━━━━━ INPUT DATA ━━━━━

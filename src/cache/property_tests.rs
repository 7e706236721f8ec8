//! Property-Based Tests for the Cache Module
//!
//! Round-trip, invalidation scope and capacity properties of the in-memory
//! store, plus the fail-open round trip through `CacheService`.

use proptest::prelude::*;
use std::collections::HashSet;
use std::sync::Arc;
use std::time::Duration;

use crate::cache::{CacheService, CacheStore, MemoryCache};

// == Test Configuration ==
const TEST_MAX_ENTRIES: usize = 1000;
const TEST_TTL: Duration = Duration::from_secs(300);

// == Strategies ==
/// Entity namespaces used as key prefixes
fn entity_strategy() -> impl Strategy<Value = &'static str> {
    prop_oneof![Just("jobs"), Just("blogs"), Just("feedback")]
}

/// Key suffix below an entity prefix
fn suffix_strategy() -> impl Strategy<Value = String> {
    "[a-z0-9=|~%]{1,48}"
}

/// Serialized-page-like values
fn value_strategy() -> impl Strategy<Value = String> {
    "[a-zA-Z0-9 {}\":,]{1,256}"
}

proptest! {
    #![proptest_config(ProptestConfig::with_cases(100))]

    // set(key, v) followed immediately by get(key) returns v.
    #[test]
    fn prop_roundtrip_storage(
        entity in entity_strategy(),
        suffix in suffix_strategy(),
        value in value_strategy()
    ) {
        let mut store = CacheStore::new(TEST_MAX_ENTRIES);
        let key = format!("{}:{}", entity, suffix);

        store.set(key.clone(), value.clone(), TEST_TTL).unwrap();

        prop_assert_eq!(store.get(&key), Some(value));
    }

    // After deleting an entity prefix, every key under it is gone and every
    // key under another entity is untouched.
    #[test]
    fn prop_invalidation_scope(
        entries in prop::collection::vec((entity_strategy(), suffix_strategy()), 1..60),
        target in entity_strategy()
    ) {
        let mut store = CacheStore::new(TEST_MAX_ENTRIES);
        let keys: HashSet<String> = entries
            .iter()
            .map(|(entity, suffix)| format!("{}:{}", entity, suffix))
            .collect();

        for key in &keys {
            store.set(key.clone(), "page".to_string(), TEST_TTL).unwrap();
        }

        let prefix = format!("{}:", target);
        let expected_removed = keys.iter().filter(|k| k.starts_with(&prefix)).count();

        prop_assert_eq!(store.delete_by_prefix(&prefix), expected_removed);

        for key in &keys {
            if key.starts_with(&prefix) {
                prop_assert!(store.get(key).is_none(), "{} survived invalidation", key);
            } else {
                prop_assert!(store.get(key).is_some(), "{} was wrongly invalidated", key);
            }
        }
    }

    // The store never grows past its capacity.
    #[test]
    fn prop_capacity_enforcement(
        entries in prop::collection::vec((suffix_strategy(), value_strategy()), 1..200)
    ) {
        let max_entries = 50;
        let mut store = CacheStore::new(max_entries);

        for (key, value) in entries {
            let _ = store.set(key, value, TEST_TTL);
            prop_assert!(store.len() <= max_entries, "size {} exceeds {}", store.len(), max_entries);
        }
    }

    // Hits and misses reported by the store match what callers observed.
    #[test]
    fn prop_statistics_accuracy(
        writes in prop::collection::vec(suffix_strategy(), 0..30),
        reads in prop::collection::vec(suffix_strategy(), 1..30)
    ) {
        let mut store = CacheStore::new(TEST_MAX_ENTRIES);
        for key in &writes {
            store.set(key.clone(), "v".to_string(), TEST_TTL).unwrap();
        }

        let mut hits = 0u64;
        let mut misses = 0u64;
        for key in &reads {
            match store.get(key) {
                Some(_) => hits += 1,
                None => misses += 1,
            }
        }

        let stats = store.stats();
        prop_assert_eq!(stats.hits, hits);
        prop_assert_eq!(stats.misses, misses);
        prop_assert_eq!(stats.total_entries, store.len());
    }
}

proptest! {
    #![proptest_config(ProptestConfig::with_cases(20))]

    // The service-level round trip returns an equal decoded value.
    #[test]
    fn prop_service_roundtrip(
        suffix in suffix_strategy(),
        items in prop::collection::vec(any::<u32>(), 0..40)
    ) {
        let runtime = tokio::runtime::Builder::new_current_thread()
            .enable_all()
            .build()
            .unwrap();

        let service = CacheService::new(Arc::new(MemoryCache::new(TEST_MAX_ENTRIES)));
        let key = format!("jobs:{}", suffix);

        let (stored, fetched) = runtime.block_on(async {
            let stored = service.set(&key, &items, TEST_TTL).await;
            (stored, service.get::<Vec<u32>>(&key).await)
        });

        prop_assert!(stored);
        prop_assert_eq!(fetched, Some(items));
    }
}
//! Fail-open cache service.
//!
//! Every backend failure is logged and reported as a miss (reads), `false`
//! (writes) or `0` (invalidation). Nothing here ever returns an error.

use std::sync::atomic::{AtomicU64, Ordering};
use std::sync::Arc;
use std::time::Duration;

use serde::{de::DeserializeOwned, Serialize};
use tracing::{debug, warn};

use super::{CacheBackend, ServiceStats};

#[derive(Debug, Default)]
struct Counters {
    hits: AtomicU64,
    misses: AtomicU64,
    writes: AtomicU64,
    errors: AtomicU64,
    invalidated: AtomicU64,
}

/// Cache handle injected into the finder.
///
/// Clones share the backend and the counters. A service built with
/// [`CacheService::disabled`] turns every call into a no-op.
#[derive(Clone)]
pub struct CacheService {
    backend: Option<Arc<dyn CacheBackend>>,
    counters: Arc<Counters>,
}

impl CacheService {
    pub fn new(backend: Arc<dyn CacheBackend>) -> Self {
        Self {
            backend: Some(backend),
            counters: Arc::default(),
        }
    }

    pub fn disabled() -> Self {
        Self {
            backend: None,
            counters: Arc::default(),
        }
    }

    pub fn is_enabled(&self) -> bool {
        self.backend.is_some()
    }

    /// Looks up and decodes a value. Any failure is a miss.
    pub async fn get<T: DeserializeOwned>(&self, key: &str) -> Option<T> {
        let backend = self.backend.as_ref()?;

        let raw = match backend.get(key).await {
            Ok(Some(raw)) => raw,
            Ok(None) => {
                self.counters.misses.fetch_add(1, Ordering::Relaxed);
                return None;
            }
            Err(err) => {
                self.record_error();
                warn!(backend = backend.name(), key, error = %err, "cache get failed; treating as miss");
                return None;
            }
        };

        match serde_json::from_str(&raw) {
            Ok(value) => {
                self.counters.hits.fetch_add(1, Ordering::Relaxed);
                Some(value)
            }
            Err(err) => {
                self.record_error();
                warn!(backend = backend.name(), key, error = %err, "cached value undecodable; treating as miss");
                None
            }
        }
    }

    /// Encodes and stores a value. Returns whether the write landed.
    pub async fn set<T: Serialize + ?Sized>(&self, key: &str, value: &T, ttl: Duration) -> bool {
        if !self.is_enabled() {
            return false;
        }
        match serde_json::to_string(value) {
            Ok(payload) => self.set_raw(key, payload, ttl).await,
            Err(err) => {
                self.record_error();
                warn!(key, error = %err, "failed to encode cache value");
                false
            }
        }
    }

    /// Stores an already-encoded payload. Returns whether the write landed.
    pub async fn set_raw(&self, key: &str, payload: String, ttl: Duration) -> bool {
        let Some(backend) = self.backend.as_ref() else {
            return false;
        };

        match backend.set(key, payload, ttl).await {
            Ok(()) => {
                self.counters.writes.fetch_add(1, Ordering::Relaxed);
                true
            }
            Err(err) => {
                self.record_error();
                warn!(backend = backend.name(), key, error = %err, "cache set failed");
                false
            }
        }
    }

    /// Deletes one key. Returns whether it existed.
    pub async fn delete(&self, key: &str) -> bool {
        let Some(backend) = self.backend.as_ref() else {
            return false;
        };

        match backend.delete(key).await {
            Ok(removed) => removed,
            Err(err) => {
                self.record_error();
                warn!(backend = backend.name(), key, error = %err, "cache delete failed");
                false
            }
        }
    }

    /// Deletes every key under `prefix`. Returns the number removed.
    pub async fn delete_by_prefix(&self, prefix: &str) -> usize {
        let Some(backend) = self.backend.as_ref() else {
            return 0;
        };

        match backend.delete_by_prefix(prefix).await {
            Ok(removed) => {
                self.counters
                    .invalidated
                    .fetch_add(removed as u64, Ordering::Relaxed);
                debug!(backend = backend.name(), prefix, removed, "cache prefix deleted");
                removed
            }
            Err(err) => {
                self.record_error();
                warn!(backend = backend.name(), prefix, error = %err, "cache prefix delete failed");
                0
            }
        }
    }

    pub fn stats(&self) -> ServiceStats {
        ServiceStats {
            enabled: self.is_enabled(),
            hits: self.counters.hits.load(Ordering::Relaxed),
            misses: self.counters.misses.load(Ordering::Relaxed),
            writes: self.counters.writes.load(Ordering::Relaxed),
            errors: self.counters.errors.load(Ordering::Relaxed),
            invalidated: self.counters.invalidated.load(Ordering::Relaxed),
        }
    }

    fn record_error(&self) {
        self.counters.errors.fetch_add(1, Ordering::Relaxed);
    }
}

impl std::fmt::Debug for CacheService {
    fn fmt(&self, f: &mut std::fmt::Formatter<'_>) -> std::fmt::Result {
        f.debug_struct("CacheService")
            .field("backend", &self.backend.as_ref().map(|b| b.name()))
            .field("stats", &self.stats())
            .finish()
    }
}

━━━━━

§ WORK INSTRUCTIONS
What is needed is every line from the data above that includes the string "ProptestConfig", copied out.

§ SOLVED PROBLEM
    #![proptest_config(ProptestConfig::with_cases(100))]
    #![proptest_config(ProptestConfig::with_cases(20))]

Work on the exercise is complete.